I have heard a good deal of relief. This is both practical and a reflection of the gratification that we are being true to Scouting principles. At least this part of the dispute is OVER.  (We still have to keep implementation going smoothly.  We still have to deal with the gay adult issue.) More importantly, the decision shows that Scouting again has looked at our values and decided what we stand for.

Another school of reaction is one of horror and betrayal. Some say that they will abandon Scouting. Others will send their awards and badges back to the organization. A few talk about founding some sort of “Scouting” which conforms to their Scouting weltanschauung.

I really doubt that there are any more homosexuals in society than there were 50 years ago. I also doubt if there are many more gay Scouts than there were 50 years ago. Then, homosexuality was so frowned upon that concealment was integral to the lifestyle. So, it’s not as if the concept of gay folks is new to Scouting. Only the acceptance of openness is new.

Around 1980, National Scouting began an ill-fated journey into political swamps, a journey for which Scouts were ill-prepared. The Movement attempted to engage in political discussions. It tried to hammer-weld politics onto the traditional Scouting program of self-reliance, loyalty, citizenship, friendship and honor.

This was an attempt to weld lead onto steel. Something heavy, malleable and dull did nothing but weaken a strong, sharp program.

My brothers and sisters, my message today is this: 


Keep your eye on the ball.

Scouting is needed now more than ever. The moral deterioration of such great concern to most of us has been misidentified with the gay thing. Maybe that’s because some self-identified gay “activists” spout social/political blather which has little or nothing to do with rights or citizenship. Wow, what a shock. 

Just so, self-identified religious “activists” want to impose sharia law (or a Christian equivalent). Lots and lots of self-identified moralists of every stripe rail against all drugs – except for themselves. It is foolish of us to believe that they speak for anybody but themselves.

To my brothers and sisters who say, hey, I’m outta here because gay kids can join, I say: You are still my brother and my sister.  I cannot respect what you are doing. You are playing into the hands of those who destroy, not those who build.

The Biblical notion about the “house divided” remains true today.  Or, let’s use a Scouting metaphor. In the Order of the Arrow Ordeal “Tapout” ceremony at Camp Mountaineer, a single candidate is asked to surround a huge old oak tree beside the council fire. This tree is more than 100 years old and 6 feet in diameter. Of course a single person cannot stretch his arms around such a tree. Then, all the candidates are directed to join hands and surrounding the tree is done easily.

When one person leaves, that’s one less person to surround the tree, one less person to serve.

I say once again that sexuality has zero part in Scouting.  ‘Round the campfire, kids are not going to hear about the advantages of getting it on with Steve OR with Eve. This is not a part of life that we deal with. This is not a part of life we are designed to address.
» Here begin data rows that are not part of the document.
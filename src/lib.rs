//! Tallybook is a small ledger for keeping track of money paid in and out.
//!
//! This library provides a JSON REST API for recording transactions and
//! reporting the ledger's running balance.

#![warn(missing_docs)]

use std::{net::SocketAddr, time::Duration};

use axum_server::Handle;
use tokio::signal;

mod app_state;
mod db;
mod endpoints;
mod error;
mod models;
mod routes;
mod routing;
mod services;
mod stores;

pub use app_state::AppState;
pub use db::initialize as initialize_db;
pub use error::{Error, ErrorResponse};
pub use models::{Balance, Transaction, TransactionBuilder, TransactionData, TransactionId};
pub use routing::build_router;
pub use services::TransactionService;
pub use stores::{
    TransactionStore,
    sqlite::{SQLAppState, SQLiteTransactionStore, create_app_state},
};

/// An async task that waits for either the ctrl+c or terminate signal, whichever comes first, and
/// then signals the server to shut down gracefully.
///
/// `handle` is a handle to an Axum `Server`.
pub async fn graceful_shutdown(handle: Handle<SocketAddr>) {
    let ctrl_c = async {
        signal::ctrl_c()
            .await
            .expect("failed to install Ctrl+C handler");
    };

    #[cfg(unix)]
    let terminate = async {
        signal::unix::signal(signal::unix::SignalKind::terminate())
            .expect("failed to install signal handler")
            .recv()
            .await;
    };

    #[cfg(not(unix))]
    let terminate = std::future::pending::<()>();

    tokio::select! {
        _ = ctrl_c => {
            tracing::debug!("Received ctrl+c signal.");
            handle.graceful_shutdown(Some(Duration::from_secs(1)));
        },
        _ = terminate => {
            tracing::debug!("Received terminate signal.");
            handle.graceful_shutdown(Some(Duration::from_secs(1)));
        },
    }
}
Scouting is about self-reliance and self-confidence.. Kids achieve/advance to a fixed standard. Every kid can be a winner – not just by showing up, but by demonstrating skills that they have to work to gain and which will stand them in good stead for their entire lives.

When a kid knows that he can be dropped anywhere in nearly any weather and walk out healthy, that kid has a power which no school can give. When a kid finds herself part of a huge force for good deeds, she has a part of her lifetime identity.

These things are imparted to a few kids at a time and often to one kid at the time. Much of the teaching is done by older kids in the program. Much is done by adults who embrace service above self. Not one of my Scout leaders taught me a thing about romantic love. But they taught me most of what I know about love of humanity and comradeship. Those men – guys like Chris Gore, John Pitcher, B. I. Wixey, Junior Parks, Bob Elliott - gave me gifts that I cannot repay. I can only “pay forward.”   I have and can only continue to try to promote Scouting and Scouting skills to – you guessed it – one kid at a time.

Where we going with the gay ban and adult leaders? We need to keep talking. We need to keep thinking. We need to keep applying OUR values.

A note to activists of every description who are not from within the Movement:   You have your First Amendment rights. Use them. Don’t use them. I don’t care. We won’t be listening. You’re not a part of the solution – you’re part of the problem.

“A Scout is a friend to all and a brother to every other Scout.”